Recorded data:

# # # # # # #

pub mod config;
pub mod console;
pub mod effort;
pub mod maze;
pub mod order;
pub mod protocol;
pub mod scheduler;
pub mod state;
pub mod trial;

pub use config::{AssetConfig, EffortConfig, Messages, RecordingConfig, SessionConfig, TimelineConfig};
pub use console::{CommandDispatcher, Reply};
pub use effort::EffortEstimator;
pub use maze::{MazeAction, Pcrm};
pub use order::{AssetResolver, OrderRow, OrderSpec, OrderTable};
pub use protocol::{Protocol, Step, TickContext};
pub use scheduler::{Generation, TrialScheduler};
pub use state::SessionController;
pub use trial::{TimelineOffsets, TrialTimestamps};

# # # # # # #

* EXERCISE OBJECTIVE
Starting with the line that contains "pub mod console;", return each line through the last one of the data above, exactly as written and nothing more.

* PROBLEM SOLUTION
pub mod console;
pub mod effort;
pub mod maze;
pub mod order;
pub mod protocol;
pub mod scheduler;
pub mod state;
pub mod trial;

pub use config::{AssetConfig, EffortConfig, Messages, RecordingConfig, SessionConfig, TimelineConfig};
pub use console::{CommandDispatcher, Reply};
pub use effort::EffortEstimator;
pub use maze::{MazeAction, Pcrm};
pub use order::{AssetResolver, OrderRow, OrderSpec, OrderTable};
pub use protocol::{Protocol, Step, TickContext};
pub use scheduler::{Generation, TrialScheduler};
pub use state::SessionController;
pub use trial::{TimelineOffsets, TrialTimestamps};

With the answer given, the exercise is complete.